Material for this exercise:
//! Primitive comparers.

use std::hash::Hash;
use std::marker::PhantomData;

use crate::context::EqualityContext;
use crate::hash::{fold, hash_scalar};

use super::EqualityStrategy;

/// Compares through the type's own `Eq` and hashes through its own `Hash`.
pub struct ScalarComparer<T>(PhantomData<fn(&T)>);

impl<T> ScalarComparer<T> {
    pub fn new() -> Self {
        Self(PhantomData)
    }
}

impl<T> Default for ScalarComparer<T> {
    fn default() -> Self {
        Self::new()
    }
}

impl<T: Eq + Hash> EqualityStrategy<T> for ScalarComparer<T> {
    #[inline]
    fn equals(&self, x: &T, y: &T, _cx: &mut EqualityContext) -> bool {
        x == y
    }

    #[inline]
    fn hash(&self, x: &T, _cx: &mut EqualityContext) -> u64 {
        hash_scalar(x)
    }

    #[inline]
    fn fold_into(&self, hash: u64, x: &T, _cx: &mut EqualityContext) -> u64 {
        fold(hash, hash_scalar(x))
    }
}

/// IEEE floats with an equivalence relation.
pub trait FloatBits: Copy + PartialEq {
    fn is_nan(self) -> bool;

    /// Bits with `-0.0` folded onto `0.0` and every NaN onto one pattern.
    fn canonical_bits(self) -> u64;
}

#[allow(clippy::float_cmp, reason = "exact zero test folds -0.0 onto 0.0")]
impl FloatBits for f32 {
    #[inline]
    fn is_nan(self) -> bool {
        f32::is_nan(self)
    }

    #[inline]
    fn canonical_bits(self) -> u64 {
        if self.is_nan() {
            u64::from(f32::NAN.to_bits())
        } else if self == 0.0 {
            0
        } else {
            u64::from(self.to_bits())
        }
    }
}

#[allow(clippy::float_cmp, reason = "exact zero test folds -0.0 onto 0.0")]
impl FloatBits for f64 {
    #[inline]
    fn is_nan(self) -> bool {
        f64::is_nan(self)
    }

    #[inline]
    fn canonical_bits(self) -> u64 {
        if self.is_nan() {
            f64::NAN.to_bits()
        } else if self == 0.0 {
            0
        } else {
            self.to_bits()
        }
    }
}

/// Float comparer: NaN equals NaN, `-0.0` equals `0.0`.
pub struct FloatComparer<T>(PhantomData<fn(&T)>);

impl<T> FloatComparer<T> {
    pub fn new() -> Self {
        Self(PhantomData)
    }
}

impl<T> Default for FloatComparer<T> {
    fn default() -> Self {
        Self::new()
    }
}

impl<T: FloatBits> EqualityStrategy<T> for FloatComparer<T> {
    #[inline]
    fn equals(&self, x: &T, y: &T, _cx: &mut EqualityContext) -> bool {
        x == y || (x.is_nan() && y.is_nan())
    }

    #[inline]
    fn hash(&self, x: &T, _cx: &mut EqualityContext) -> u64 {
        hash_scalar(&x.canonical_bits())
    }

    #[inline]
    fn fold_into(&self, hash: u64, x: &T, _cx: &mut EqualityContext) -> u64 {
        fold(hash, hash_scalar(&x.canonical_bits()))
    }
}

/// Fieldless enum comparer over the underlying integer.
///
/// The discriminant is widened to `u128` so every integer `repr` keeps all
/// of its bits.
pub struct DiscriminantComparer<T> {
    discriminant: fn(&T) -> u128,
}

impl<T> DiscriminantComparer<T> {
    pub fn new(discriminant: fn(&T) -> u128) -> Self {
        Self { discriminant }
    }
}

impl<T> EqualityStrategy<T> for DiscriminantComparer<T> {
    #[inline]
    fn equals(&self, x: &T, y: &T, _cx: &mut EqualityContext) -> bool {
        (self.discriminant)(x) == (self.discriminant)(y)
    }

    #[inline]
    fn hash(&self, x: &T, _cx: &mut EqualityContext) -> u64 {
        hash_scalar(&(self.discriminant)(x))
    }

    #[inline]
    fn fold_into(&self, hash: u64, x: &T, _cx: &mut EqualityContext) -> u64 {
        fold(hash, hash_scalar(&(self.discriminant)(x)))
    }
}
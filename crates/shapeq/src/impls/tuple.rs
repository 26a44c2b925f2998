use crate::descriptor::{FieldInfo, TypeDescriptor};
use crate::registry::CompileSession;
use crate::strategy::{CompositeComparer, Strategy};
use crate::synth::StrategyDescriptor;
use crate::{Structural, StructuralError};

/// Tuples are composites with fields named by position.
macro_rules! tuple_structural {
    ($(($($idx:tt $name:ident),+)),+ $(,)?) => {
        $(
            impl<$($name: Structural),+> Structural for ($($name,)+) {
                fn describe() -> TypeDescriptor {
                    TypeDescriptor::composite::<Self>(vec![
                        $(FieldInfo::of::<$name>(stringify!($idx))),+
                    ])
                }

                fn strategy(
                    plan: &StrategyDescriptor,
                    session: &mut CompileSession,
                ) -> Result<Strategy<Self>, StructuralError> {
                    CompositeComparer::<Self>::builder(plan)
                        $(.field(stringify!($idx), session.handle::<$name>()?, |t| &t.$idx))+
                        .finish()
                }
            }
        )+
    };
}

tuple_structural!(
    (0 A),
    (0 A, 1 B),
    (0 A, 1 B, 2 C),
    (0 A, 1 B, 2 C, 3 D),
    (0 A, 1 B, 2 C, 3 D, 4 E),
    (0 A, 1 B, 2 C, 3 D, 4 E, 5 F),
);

Task goal: Wherever "FloatComparer" appears in a line of the entries, copy that line.

The completed task:
pub struct FloatComparer<T>(PhantomData<fn(&T)>);
impl<T> FloatComparer<T> {
impl<T> Default for FloatComparer<T> {
impl<T: FloatBits> EqualityStrategy<T> for FloatComparer<T> {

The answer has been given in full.